• The task:
Return, exactly and in full, the lines of the records below starting at the one with "apply-setters with the" and ending at the one with "const FN_KUBEVAL: &str", and no other lines.

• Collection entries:
•••
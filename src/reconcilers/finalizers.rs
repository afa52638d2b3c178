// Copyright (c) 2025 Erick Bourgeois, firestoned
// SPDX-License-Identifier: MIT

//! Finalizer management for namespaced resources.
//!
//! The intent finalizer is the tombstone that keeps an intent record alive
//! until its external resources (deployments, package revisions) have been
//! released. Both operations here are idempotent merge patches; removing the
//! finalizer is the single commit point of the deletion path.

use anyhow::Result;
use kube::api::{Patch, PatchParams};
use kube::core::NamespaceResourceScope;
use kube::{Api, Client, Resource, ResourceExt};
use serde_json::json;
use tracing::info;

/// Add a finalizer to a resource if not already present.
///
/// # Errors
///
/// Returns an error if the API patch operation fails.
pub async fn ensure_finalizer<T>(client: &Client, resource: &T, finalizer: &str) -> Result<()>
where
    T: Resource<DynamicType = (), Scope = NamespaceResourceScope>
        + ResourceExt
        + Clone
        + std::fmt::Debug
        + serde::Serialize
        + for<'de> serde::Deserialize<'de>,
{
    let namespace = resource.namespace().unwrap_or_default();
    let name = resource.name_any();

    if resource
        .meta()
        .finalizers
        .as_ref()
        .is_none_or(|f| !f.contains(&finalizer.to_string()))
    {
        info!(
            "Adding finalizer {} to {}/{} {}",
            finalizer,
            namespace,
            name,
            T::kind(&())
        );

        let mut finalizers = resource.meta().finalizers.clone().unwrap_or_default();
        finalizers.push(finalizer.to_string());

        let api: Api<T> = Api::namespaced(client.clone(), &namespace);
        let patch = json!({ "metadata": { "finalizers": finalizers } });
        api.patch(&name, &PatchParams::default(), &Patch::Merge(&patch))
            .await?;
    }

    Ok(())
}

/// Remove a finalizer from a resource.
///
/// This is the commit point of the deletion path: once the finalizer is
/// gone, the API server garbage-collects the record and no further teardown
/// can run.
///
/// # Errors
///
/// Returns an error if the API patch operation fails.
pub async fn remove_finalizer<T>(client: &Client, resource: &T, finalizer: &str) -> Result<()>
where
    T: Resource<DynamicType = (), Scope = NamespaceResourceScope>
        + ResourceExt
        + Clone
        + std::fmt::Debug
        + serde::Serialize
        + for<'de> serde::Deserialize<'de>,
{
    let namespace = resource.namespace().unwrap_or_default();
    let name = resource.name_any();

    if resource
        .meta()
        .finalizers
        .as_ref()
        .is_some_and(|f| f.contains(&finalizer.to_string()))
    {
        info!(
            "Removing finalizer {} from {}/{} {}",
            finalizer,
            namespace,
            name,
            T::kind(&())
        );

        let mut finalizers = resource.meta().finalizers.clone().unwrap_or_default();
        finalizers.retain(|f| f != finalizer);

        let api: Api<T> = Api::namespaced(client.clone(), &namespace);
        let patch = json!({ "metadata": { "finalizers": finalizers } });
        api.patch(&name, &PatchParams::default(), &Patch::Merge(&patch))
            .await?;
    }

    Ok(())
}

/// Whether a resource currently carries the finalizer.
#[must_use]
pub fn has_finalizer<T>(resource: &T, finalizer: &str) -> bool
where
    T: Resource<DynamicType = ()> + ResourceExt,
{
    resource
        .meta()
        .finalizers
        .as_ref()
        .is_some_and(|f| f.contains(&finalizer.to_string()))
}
•••
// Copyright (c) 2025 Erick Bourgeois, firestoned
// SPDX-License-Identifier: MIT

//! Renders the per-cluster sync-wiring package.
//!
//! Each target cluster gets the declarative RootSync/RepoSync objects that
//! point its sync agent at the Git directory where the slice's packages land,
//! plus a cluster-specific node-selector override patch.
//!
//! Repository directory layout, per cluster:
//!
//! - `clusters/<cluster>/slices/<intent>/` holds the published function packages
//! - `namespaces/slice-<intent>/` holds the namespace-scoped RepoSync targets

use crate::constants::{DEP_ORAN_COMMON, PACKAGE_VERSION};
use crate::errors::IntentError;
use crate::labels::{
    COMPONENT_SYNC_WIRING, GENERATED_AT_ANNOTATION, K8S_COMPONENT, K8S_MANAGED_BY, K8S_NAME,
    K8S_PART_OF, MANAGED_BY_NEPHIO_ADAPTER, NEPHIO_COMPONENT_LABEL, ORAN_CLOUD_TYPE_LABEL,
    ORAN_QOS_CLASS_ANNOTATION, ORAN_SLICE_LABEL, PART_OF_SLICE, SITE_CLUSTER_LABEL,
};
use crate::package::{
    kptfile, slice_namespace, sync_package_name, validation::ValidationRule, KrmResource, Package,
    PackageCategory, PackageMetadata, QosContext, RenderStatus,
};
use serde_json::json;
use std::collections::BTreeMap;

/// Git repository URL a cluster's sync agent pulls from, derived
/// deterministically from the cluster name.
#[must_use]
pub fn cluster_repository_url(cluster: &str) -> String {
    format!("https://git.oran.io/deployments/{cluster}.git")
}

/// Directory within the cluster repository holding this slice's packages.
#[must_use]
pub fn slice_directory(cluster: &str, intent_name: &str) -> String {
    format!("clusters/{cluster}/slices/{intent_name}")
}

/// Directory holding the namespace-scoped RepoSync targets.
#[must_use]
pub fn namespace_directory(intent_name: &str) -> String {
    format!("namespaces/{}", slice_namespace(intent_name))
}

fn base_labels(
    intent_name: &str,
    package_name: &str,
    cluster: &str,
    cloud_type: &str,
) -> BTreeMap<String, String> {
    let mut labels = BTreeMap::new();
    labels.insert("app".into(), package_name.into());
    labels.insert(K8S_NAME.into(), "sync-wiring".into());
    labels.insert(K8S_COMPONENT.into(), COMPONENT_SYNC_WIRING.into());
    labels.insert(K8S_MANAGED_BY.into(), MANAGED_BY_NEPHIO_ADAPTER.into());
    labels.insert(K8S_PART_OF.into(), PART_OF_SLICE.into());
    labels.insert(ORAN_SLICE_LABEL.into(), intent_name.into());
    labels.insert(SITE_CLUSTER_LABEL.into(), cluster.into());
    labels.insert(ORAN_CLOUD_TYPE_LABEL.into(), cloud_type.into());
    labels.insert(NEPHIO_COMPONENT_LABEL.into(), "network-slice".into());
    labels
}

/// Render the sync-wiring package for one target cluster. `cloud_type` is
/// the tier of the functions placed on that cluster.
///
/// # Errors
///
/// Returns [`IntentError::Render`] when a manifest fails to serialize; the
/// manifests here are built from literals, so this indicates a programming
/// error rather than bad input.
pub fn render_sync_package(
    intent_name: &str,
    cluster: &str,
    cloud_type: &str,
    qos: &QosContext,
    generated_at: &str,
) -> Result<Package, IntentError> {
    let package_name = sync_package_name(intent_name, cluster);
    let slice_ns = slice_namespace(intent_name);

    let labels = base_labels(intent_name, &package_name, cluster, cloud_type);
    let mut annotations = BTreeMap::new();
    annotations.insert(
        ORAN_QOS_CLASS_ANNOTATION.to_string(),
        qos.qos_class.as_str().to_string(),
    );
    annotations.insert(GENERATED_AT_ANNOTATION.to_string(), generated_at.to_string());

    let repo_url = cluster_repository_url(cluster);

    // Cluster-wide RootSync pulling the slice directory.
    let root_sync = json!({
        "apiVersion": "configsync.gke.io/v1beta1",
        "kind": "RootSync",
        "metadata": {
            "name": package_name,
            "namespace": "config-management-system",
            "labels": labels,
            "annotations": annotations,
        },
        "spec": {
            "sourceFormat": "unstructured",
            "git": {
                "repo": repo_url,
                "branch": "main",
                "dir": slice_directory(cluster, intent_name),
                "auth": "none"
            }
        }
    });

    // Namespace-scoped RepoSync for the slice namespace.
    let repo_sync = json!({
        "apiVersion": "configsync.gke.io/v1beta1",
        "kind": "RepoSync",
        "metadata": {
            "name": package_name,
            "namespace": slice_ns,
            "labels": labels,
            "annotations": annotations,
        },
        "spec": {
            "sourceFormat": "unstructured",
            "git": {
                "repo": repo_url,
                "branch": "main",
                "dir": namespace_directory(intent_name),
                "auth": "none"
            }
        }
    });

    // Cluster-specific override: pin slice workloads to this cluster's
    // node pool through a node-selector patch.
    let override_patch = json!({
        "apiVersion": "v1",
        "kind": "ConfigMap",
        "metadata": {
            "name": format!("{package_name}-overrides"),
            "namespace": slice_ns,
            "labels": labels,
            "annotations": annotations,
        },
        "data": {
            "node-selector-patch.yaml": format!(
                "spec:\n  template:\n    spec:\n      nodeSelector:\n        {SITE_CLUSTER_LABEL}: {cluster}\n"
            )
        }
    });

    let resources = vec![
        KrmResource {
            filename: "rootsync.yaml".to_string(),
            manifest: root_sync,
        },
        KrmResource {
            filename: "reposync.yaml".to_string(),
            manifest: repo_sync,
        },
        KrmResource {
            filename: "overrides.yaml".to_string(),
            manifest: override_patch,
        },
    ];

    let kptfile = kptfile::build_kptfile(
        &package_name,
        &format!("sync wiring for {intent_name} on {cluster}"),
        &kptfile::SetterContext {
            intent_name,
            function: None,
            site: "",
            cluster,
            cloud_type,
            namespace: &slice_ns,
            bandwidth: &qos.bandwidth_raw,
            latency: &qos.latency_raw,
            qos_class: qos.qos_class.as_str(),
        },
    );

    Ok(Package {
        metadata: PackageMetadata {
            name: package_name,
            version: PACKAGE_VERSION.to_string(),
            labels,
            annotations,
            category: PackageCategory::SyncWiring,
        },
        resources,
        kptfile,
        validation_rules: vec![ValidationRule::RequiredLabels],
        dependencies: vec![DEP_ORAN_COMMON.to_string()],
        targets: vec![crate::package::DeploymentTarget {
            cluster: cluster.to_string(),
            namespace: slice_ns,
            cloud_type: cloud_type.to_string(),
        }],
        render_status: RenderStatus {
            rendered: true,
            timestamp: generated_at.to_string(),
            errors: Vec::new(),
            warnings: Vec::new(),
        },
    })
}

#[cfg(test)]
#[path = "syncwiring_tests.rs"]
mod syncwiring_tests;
•••
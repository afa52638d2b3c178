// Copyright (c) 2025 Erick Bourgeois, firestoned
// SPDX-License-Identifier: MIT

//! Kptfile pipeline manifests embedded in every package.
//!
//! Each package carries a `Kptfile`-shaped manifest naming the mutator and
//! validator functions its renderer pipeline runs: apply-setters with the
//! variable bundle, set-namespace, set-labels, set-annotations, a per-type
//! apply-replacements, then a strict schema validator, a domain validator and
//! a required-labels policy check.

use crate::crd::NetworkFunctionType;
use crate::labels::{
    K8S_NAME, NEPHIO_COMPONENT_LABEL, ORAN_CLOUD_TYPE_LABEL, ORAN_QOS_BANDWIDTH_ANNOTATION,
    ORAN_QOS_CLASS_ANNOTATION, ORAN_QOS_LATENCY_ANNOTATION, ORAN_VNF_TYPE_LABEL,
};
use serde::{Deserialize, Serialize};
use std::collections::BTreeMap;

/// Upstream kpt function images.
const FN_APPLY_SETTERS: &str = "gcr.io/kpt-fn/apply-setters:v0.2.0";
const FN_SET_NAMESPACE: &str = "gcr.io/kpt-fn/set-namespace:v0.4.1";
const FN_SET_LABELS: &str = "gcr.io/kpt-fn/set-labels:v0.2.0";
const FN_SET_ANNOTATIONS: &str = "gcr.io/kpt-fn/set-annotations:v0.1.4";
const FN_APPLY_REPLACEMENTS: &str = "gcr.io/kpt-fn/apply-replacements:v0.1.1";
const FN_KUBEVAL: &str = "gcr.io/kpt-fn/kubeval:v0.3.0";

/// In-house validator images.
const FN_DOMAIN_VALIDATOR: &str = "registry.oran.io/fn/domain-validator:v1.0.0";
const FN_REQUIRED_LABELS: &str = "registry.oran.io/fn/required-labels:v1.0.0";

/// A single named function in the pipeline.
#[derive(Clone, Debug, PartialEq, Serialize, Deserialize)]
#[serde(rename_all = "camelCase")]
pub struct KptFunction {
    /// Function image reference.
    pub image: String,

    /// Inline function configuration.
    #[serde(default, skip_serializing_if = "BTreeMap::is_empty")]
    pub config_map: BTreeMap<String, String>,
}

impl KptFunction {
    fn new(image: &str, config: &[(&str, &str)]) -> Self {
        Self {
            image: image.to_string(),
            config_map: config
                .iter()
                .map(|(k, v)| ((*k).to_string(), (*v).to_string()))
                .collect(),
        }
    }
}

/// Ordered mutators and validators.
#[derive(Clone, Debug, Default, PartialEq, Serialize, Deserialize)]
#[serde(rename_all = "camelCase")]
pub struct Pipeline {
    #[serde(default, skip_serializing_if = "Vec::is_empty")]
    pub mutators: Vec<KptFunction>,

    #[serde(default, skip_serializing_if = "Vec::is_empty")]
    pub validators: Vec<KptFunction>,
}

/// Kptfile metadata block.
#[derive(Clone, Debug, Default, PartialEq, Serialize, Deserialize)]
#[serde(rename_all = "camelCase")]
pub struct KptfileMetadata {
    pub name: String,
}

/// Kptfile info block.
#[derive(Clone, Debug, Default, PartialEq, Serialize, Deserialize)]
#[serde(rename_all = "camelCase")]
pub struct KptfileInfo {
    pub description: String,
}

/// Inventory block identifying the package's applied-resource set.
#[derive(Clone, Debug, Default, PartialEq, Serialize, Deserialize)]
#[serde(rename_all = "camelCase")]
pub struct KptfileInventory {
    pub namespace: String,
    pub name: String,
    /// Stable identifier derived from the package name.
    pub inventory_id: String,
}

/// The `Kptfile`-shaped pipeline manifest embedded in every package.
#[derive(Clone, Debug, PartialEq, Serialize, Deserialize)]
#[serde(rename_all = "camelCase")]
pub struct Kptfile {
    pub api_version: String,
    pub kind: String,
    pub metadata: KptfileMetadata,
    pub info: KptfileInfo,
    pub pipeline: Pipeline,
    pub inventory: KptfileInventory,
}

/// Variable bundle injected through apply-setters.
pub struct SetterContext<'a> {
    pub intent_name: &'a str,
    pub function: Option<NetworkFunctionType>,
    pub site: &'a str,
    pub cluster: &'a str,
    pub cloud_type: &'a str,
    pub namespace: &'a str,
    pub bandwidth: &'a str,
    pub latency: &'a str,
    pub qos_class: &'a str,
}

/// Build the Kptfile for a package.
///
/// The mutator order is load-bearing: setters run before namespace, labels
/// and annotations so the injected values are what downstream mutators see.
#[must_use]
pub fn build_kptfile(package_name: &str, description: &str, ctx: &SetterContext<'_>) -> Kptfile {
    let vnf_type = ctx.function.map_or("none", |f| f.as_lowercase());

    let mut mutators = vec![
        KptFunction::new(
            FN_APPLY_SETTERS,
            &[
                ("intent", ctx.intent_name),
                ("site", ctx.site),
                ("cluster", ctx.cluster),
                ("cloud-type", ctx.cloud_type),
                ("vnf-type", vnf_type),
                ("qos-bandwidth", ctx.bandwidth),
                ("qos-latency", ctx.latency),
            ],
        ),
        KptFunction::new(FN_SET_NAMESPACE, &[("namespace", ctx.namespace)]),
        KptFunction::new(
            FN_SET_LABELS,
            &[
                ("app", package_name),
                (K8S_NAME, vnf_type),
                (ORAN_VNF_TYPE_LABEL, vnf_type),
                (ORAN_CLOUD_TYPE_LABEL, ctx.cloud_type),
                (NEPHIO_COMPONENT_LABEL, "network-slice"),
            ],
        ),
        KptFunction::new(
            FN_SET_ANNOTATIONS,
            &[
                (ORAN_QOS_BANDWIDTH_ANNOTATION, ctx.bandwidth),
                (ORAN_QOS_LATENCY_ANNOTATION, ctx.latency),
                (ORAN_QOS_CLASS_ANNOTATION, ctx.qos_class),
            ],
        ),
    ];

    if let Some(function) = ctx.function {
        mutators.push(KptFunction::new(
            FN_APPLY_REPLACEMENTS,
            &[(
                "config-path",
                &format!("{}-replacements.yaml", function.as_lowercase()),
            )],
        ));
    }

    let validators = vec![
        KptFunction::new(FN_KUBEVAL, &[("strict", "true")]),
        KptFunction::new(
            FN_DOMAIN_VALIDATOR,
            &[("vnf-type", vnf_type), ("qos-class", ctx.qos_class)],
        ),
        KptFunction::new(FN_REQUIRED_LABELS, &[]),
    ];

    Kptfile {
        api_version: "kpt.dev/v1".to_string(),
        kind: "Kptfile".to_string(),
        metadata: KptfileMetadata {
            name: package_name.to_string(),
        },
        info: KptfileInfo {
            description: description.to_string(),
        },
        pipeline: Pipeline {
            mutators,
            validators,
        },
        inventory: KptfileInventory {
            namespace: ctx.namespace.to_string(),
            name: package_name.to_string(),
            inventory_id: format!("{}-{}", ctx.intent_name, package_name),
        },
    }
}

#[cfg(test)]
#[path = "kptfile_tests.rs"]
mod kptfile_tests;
•••
• Solution for this exercise:
//! validator functions its renderer pipeline runs: apply-setters with the
//! variable bundle, set-namespace, set-labels, set-annotations, a per-type
//! apply-replacements, then a strict schema validator, a domain validator and
//! a required-labels policy check.

use crate::crd::NetworkFunctionType;
use crate::labels::{
    K8S_NAME, NEPHIO_COMPONENT_LABEL, ORAN_CLOUD_TYPE_LABEL, ORAN_QOS_BANDWIDTH_ANNOTATION,
    ORAN_QOS_CLASS_ANNOTATION, ORAN_QOS_LATENCY_ANNOTATION, ORAN_VNF_TYPE_LABEL,
};
use serde::{Deserialize, Serialize};
use std::collections::BTreeMap;

/// Upstream kpt function images.
const FN_APPLY_SETTERS: &str = "gcr.io/kpt-fn/apply-setters:v0.2.0";
const FN_SET_NAMESPACE: &str = "gcr.io/kpt-fn/set-namespace:v0.4.1";
const FN_SET_LABELS: &str = "gcr.io/kpt-fn/set-labels:v0.2.0";
const FN_SET_ANNOTATIONS: &str = "gcr.io/kpt-fn/set-annotations:v0.1.4";
const FN_APPLY_REPLACEMENTS: &str = "gcr.io/kpt-fn/apply-replacements:v0.1.1";
const FN_KUBEVAL: &str = "gcr.io/kpt-fn/kubeval:v0.3.0";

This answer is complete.